##### Data records
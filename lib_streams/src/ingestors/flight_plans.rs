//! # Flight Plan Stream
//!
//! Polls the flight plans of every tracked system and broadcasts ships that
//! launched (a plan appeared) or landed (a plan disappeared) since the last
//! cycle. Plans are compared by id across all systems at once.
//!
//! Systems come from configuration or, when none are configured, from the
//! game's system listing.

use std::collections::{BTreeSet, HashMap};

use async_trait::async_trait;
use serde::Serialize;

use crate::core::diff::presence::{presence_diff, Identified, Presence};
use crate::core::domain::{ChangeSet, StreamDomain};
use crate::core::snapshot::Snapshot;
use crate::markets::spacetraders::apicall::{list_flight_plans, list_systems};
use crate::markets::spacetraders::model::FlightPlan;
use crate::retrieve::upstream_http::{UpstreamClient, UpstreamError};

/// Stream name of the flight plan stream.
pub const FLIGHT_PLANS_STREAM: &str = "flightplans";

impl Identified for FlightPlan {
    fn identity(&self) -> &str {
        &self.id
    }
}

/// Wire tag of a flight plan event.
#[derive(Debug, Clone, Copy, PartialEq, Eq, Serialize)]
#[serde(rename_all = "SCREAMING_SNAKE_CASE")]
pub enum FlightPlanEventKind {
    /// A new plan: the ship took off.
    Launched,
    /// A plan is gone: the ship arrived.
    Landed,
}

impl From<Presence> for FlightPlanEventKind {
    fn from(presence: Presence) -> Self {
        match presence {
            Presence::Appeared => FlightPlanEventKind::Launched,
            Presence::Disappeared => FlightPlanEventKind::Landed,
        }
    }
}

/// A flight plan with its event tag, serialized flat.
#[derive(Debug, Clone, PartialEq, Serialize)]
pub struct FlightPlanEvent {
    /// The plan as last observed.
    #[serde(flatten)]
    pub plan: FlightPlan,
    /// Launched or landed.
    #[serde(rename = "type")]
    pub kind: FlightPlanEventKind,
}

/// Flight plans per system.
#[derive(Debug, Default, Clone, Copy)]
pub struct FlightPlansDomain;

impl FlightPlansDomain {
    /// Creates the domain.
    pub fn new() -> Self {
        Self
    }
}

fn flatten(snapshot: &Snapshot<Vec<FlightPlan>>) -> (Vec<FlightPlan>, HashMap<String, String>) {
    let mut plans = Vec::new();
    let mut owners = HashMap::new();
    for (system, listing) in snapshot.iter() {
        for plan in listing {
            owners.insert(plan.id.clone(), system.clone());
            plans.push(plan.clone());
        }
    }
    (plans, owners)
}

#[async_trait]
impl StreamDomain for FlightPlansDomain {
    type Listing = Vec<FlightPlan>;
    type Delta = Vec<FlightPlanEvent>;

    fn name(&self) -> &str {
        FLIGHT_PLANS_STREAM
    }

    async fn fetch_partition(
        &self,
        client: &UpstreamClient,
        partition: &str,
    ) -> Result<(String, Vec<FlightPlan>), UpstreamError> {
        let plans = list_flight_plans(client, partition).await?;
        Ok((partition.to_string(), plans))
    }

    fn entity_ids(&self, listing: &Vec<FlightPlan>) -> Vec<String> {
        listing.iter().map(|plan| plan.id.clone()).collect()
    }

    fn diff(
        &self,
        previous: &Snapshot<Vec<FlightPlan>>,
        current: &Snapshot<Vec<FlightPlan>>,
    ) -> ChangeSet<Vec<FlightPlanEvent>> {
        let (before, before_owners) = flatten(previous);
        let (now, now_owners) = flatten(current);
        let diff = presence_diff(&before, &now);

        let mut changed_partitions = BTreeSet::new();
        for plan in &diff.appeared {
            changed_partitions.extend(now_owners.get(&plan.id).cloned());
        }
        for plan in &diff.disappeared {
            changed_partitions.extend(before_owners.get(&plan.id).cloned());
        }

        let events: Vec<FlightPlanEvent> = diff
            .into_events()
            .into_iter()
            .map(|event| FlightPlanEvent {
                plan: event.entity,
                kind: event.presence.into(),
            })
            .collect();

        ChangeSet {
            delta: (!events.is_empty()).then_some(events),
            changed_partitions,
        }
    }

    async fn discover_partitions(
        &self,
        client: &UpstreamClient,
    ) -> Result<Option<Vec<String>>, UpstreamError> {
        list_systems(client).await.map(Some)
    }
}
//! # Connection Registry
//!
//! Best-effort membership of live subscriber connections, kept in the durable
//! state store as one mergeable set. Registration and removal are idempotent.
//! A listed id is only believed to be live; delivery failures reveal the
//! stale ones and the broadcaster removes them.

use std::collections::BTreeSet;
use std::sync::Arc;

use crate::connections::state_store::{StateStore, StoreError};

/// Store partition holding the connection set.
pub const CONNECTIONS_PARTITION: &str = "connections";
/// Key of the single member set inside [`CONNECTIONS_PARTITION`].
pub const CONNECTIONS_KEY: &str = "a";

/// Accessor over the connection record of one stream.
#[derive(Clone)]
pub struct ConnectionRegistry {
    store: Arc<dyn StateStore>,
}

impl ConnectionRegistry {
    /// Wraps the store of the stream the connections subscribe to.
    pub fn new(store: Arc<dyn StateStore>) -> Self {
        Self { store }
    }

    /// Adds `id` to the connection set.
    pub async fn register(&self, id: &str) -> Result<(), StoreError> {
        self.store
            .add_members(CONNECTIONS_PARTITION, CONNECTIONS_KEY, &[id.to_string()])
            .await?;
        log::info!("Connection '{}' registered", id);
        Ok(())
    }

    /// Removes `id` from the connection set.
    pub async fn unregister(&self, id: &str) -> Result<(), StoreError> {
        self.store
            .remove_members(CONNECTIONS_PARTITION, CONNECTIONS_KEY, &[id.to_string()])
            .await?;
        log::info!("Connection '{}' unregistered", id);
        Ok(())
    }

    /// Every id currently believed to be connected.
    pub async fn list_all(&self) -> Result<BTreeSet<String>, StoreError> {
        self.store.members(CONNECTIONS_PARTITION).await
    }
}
##########
##### Data records
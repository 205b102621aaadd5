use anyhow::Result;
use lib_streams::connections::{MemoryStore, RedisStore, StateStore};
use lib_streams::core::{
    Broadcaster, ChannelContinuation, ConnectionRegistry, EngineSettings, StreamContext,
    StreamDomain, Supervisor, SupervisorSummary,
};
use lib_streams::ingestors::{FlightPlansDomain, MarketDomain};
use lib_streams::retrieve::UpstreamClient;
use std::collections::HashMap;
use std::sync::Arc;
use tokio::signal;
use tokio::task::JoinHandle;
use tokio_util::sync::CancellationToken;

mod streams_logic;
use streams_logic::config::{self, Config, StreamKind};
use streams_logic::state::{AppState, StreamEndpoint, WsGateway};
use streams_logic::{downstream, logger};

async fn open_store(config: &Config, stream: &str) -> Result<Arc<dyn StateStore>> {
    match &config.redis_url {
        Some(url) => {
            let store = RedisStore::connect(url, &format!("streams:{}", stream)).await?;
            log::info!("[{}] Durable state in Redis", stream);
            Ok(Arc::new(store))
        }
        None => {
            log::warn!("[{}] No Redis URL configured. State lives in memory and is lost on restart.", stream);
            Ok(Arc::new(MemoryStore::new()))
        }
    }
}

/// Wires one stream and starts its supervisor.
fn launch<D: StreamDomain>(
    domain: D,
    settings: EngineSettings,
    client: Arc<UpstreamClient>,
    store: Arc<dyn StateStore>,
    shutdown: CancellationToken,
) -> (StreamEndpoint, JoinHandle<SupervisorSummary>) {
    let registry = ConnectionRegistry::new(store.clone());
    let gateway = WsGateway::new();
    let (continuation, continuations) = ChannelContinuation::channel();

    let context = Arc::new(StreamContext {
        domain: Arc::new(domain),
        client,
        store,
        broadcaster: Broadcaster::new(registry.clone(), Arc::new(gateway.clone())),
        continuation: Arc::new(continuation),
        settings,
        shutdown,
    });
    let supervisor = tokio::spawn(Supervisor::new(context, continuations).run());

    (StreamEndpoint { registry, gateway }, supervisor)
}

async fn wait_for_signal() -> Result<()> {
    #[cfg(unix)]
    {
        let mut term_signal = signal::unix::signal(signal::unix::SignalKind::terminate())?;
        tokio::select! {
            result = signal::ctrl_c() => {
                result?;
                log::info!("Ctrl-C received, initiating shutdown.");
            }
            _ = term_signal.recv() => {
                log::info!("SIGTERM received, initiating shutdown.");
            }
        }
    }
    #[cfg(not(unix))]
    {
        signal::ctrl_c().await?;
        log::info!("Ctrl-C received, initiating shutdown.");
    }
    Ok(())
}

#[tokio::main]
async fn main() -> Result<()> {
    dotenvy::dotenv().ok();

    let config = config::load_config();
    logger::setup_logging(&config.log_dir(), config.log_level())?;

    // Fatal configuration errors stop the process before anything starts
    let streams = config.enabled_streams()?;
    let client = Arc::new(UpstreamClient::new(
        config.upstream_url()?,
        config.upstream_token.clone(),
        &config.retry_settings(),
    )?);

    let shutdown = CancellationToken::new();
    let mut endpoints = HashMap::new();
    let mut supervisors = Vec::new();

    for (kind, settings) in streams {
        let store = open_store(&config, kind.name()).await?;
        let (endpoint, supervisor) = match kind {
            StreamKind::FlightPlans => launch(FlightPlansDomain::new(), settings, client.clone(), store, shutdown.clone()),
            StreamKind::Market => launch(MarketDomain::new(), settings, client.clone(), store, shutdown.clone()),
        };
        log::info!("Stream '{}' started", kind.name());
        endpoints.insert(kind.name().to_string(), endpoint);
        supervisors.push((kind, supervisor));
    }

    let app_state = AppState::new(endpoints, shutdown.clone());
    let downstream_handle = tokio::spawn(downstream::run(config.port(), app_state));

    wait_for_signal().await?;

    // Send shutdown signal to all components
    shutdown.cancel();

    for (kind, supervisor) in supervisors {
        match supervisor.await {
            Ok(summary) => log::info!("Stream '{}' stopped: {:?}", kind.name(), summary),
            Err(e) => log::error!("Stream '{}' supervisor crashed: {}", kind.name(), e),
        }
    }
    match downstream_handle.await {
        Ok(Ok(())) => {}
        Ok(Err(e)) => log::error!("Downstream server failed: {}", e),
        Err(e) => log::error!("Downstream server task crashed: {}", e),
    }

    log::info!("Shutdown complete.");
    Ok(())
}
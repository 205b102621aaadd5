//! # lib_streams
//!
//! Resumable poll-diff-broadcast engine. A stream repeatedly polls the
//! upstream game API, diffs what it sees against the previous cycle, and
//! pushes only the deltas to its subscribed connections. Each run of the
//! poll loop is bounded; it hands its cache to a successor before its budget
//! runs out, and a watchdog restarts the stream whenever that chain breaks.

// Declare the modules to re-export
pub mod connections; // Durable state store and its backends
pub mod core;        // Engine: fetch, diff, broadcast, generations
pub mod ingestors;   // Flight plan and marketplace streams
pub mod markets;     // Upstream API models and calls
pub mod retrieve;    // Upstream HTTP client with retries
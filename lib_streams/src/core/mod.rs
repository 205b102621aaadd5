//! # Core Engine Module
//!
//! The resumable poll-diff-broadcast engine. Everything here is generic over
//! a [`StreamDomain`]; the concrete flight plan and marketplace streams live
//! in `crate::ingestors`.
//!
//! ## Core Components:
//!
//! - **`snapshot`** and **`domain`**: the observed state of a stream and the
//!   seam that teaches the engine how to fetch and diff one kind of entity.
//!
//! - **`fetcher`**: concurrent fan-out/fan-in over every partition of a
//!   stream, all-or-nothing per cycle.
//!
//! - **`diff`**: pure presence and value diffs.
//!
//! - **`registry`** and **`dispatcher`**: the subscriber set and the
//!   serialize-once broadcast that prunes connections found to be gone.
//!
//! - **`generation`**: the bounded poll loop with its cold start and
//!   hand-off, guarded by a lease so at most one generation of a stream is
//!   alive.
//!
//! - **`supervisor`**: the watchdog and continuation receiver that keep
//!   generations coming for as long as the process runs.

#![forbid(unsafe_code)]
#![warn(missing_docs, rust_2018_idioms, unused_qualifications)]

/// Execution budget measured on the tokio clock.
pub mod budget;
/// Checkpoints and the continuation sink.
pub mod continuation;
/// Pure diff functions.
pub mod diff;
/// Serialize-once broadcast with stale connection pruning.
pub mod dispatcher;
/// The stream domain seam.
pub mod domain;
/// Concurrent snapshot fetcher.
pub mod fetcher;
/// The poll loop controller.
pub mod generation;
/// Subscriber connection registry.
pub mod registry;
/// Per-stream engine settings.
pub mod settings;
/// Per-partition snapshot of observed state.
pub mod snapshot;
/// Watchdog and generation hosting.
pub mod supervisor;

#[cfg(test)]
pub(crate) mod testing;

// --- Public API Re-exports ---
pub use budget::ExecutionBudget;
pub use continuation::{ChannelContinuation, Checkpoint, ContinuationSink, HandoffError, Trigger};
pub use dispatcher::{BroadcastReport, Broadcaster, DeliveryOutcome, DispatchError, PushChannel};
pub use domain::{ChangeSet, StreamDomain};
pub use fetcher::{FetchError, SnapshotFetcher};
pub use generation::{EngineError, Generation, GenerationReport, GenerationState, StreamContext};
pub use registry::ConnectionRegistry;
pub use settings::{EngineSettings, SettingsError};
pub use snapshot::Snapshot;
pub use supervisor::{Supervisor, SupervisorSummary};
##########
● **To do**:
Would you please copy exactly the part of the entries above that begins at the line containing "a stream is" and ends at the line containing "stale connection pruning.", both lines included?

● **Exercise answer**:
//!   hand-off, guarded by a lease so at most one generation of a stream is
//!   alive.
//!
//! - **`supervisor`**: the watchdog and continuation receiver that keep
//!   generations coming for as long as the process runs.

#![forbid(unsafe_code)]
#![warn(missing_docs, rust_2018_idioms, unused_qualifications)]

/// Execution budget measured on the tokio clock.
pub mod budget;
/// Checkpoints and the continuation sink.
pub mod continuation;
/// Pure diff functions.
pub mod diff;
/// Serialize-once broadcast with stale connection pruning.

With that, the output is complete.